In our study, the serum level of CA-125 was significantly higher in the group with histologically proven endometriomas. However, the minimal serum CA-125 contained in this group was 11.68U/mL (data not shown), which reminds us that a serum level of CA-125 within normal range doesn’t exclude endometriosis. On the other hand, the maximal serum CA-125 contained in the group with other benign adnexal cysts was 53.06 (data not shown), which showed that a higher-than-normal serum level of CA-125 may still be correlated with a condition other than endometriosis and malignancy.
Our initial hypothesis was that CA-125 should be positively linearly correlated to the volume of the endometrioma. On the other hand, presuming that the lower MGV correlated with a stronger inflammatory process, we supposed that there would be a negative correlation between MGV and CA-125. However, there were no significant correlations noted in our study. CA-125 is mainly derived from the endometrium and the irritated peritoneum. It might be the area of the surface of the endometrioma in contact with the peritoneum (but not the volume or the inflamed contents) that accounts for the elevation of serum CA-125. Some other factors should also be taken into consideration, such as combination with adenomyosis, pelvic inflammatory disease or adhesion, the timing of testing (which phase of the menstrual cycle), etc.

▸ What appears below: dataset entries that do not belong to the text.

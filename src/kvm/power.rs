//! Start, stop, restart, and kill.

use std::net::{Ipv4Addr, SocketAddr};

use tokio::time::sleep;

use crate::driver::MachineState;
use crate::hypervisor::Hypervisor;

use super::{IP_POLL_ATTEMPTS, KvmDriver, KvmDriverError, STOP_POLL_ATTEMPTS, SshProbe};

impl<H: Hypervisor, P: SshProbe> KvmDriver<H, P> {
    /// Powers the machine on, waits for its address, then blocks until SSH
    /// answers.
    ///
    /// After an initial settle delay the address poll runs a bounded number
    /// of attempts; a discovery error mid-poll clears the cached address and
    /// counts as "try again". The SSH wait is unbounded: boot readiness is
    /// coupled to guest SSH readiness.
    pub(super) async fn run_start(&mut self) -> Result<(), KvmDriverError> {
        tracing::debug!(machine = %self.config.name, "powering on domain");
        self.hypervisor
            .start_domain(&self.config.name)
            .map_err(|err| KvmDriverError::hypervisor("starting domain", err))?;

        sleep(self.boot_settle_delay).await;
        let ip = self.wait_for_ip().await?;
        self.wait_for_ssh(ip).await;
        Ok(())
    }

    async fn wait_for_ip(&mut self) -> Result<Ipv4Addr, KvmDriverError> {
        for attempt in 0..IP_POLL_ATTEMPTS {
            match self.poll_ip() {
                Ok(Some(ip)) => {
                    tracing::debug!(%ip, "found IP for machine");
                    self.runtime.ip_address = Some(ip);
                    return Ok(ip);
                }
                Ok(None) => {
                    tracing::debug!(attempt, total = IP_POLL_ATTEMPTS, "waiting for machine to come up");
                }
                Err(err) => {
                    self.runtime.ip_address = None;
                    tracing::debug!(%err, attempt, "address lookup failed, retrying");
                }
            }
            sleep(self.ip_poll_interval).await;
        }
        Err(KvmDriverError::NoAddressAfterTimeout {
            attempts: IP_POLL_ATTEMPTS,
        })
    }

    pub(super) async fn wait_for_ssh(&self, ip: Ipv4Addr) {
        let addr = SocketAddr::from((ip, self.runtime.ssh_port));
        loop {
            if self.probe.probe(addr).await {
                tracing::debug!(%addr, "ssh is reachable");
                return;
            }
            tracing::debug!(%addr, "waiting for ssh");
            sleep(self.ssh_retry_interval).await;
        }
    }

    /// Gracefully stops the machine.
    ///
    /// The cached address is cleared first so stale reads fail closed. An
    /// already-stopped machine is a success without a shutdown request;
    /// otherwise the state is polled a bounded number of times and
    /// exhaustion reports the last observed state.
    pub(super) async fn run_stop(&mut self) -> Result<(), KvmDriverError> {
        self.runtime.ip_address = None;

        let mut last_state = self.query_state()?;
        if last_state == MachineState::Stopped {
            tracing::debug!("machine already stopped");
            return Ok(());
        }

        self.hypervisor
            .shutdown_domain(&self.config.name)
            .map_err(|err| KvmDriverError::hypervisor("stopping domain", err))?;

        for attempt in 0..STOP_POLL_ATTEMPTS {
            last_state = self.query_state()?;
            if last_state == MachineState::Stopped {
                return Ok(());
            }
            tracing::info!(attempt, total = STOP_POLL_ATTEMPTS, "waiting for machine to stop");
            sleep(self.stop_poll_interval).await;
        }
        Err(KvmDriverError::StopTimeout {
            attempts: STOP_POLL_ATTEMPTS,
            last_state,
        })
    }

    /// Forcibly powers the machine off regardless of state, without polling.
    pub(super) fn run_kill(&self) -> Result<(), KvmDriverError> {
        tracing::debug!(machine = %self.config.name, "destroying domain");
        self.hypervisor
            .destroy_domain(&self.config.name)
            .map_err(|err| KvmDriverError::hypervisor("killing domain", err))
    }
}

MGV analysis allows an objective and quantitative evaluation for endometriomas’ echogenicity to distinguish them from other benign adnexal cysts in an ambiguous condition. This method might exclude a subjective component of evaluation, thereby improving the diagnostic reliability of ultrasound examination. It is automatic and easily reproducible, and removes observer variability. Nevertheless, we must be aware that the reproducibility of data is dependent strictly on standardization of operating conditions, as the reference normal echogenicity could change in relation to different ultrasound equipment settings.
We consider our findings only preliminary in the sense that the results are evidence of the general feasibility of the method itself. Further studies are needed to demonstrate a range or the cut-off value of MGV to differentiate an endometrioma from other benign adnexal cysts.
In conclusion, for infertile patients before IVF and asymptomatic patients who hesitate to receive surgical intervention for pathological diagnosis, MGV might be useful in differential of homogeneous hypoechogenic adnexal cysts. This is a novel method to discriminate an endometrioma from other hypoechogenic adnexal cysts, and its application in different areas might be pursued via further studies.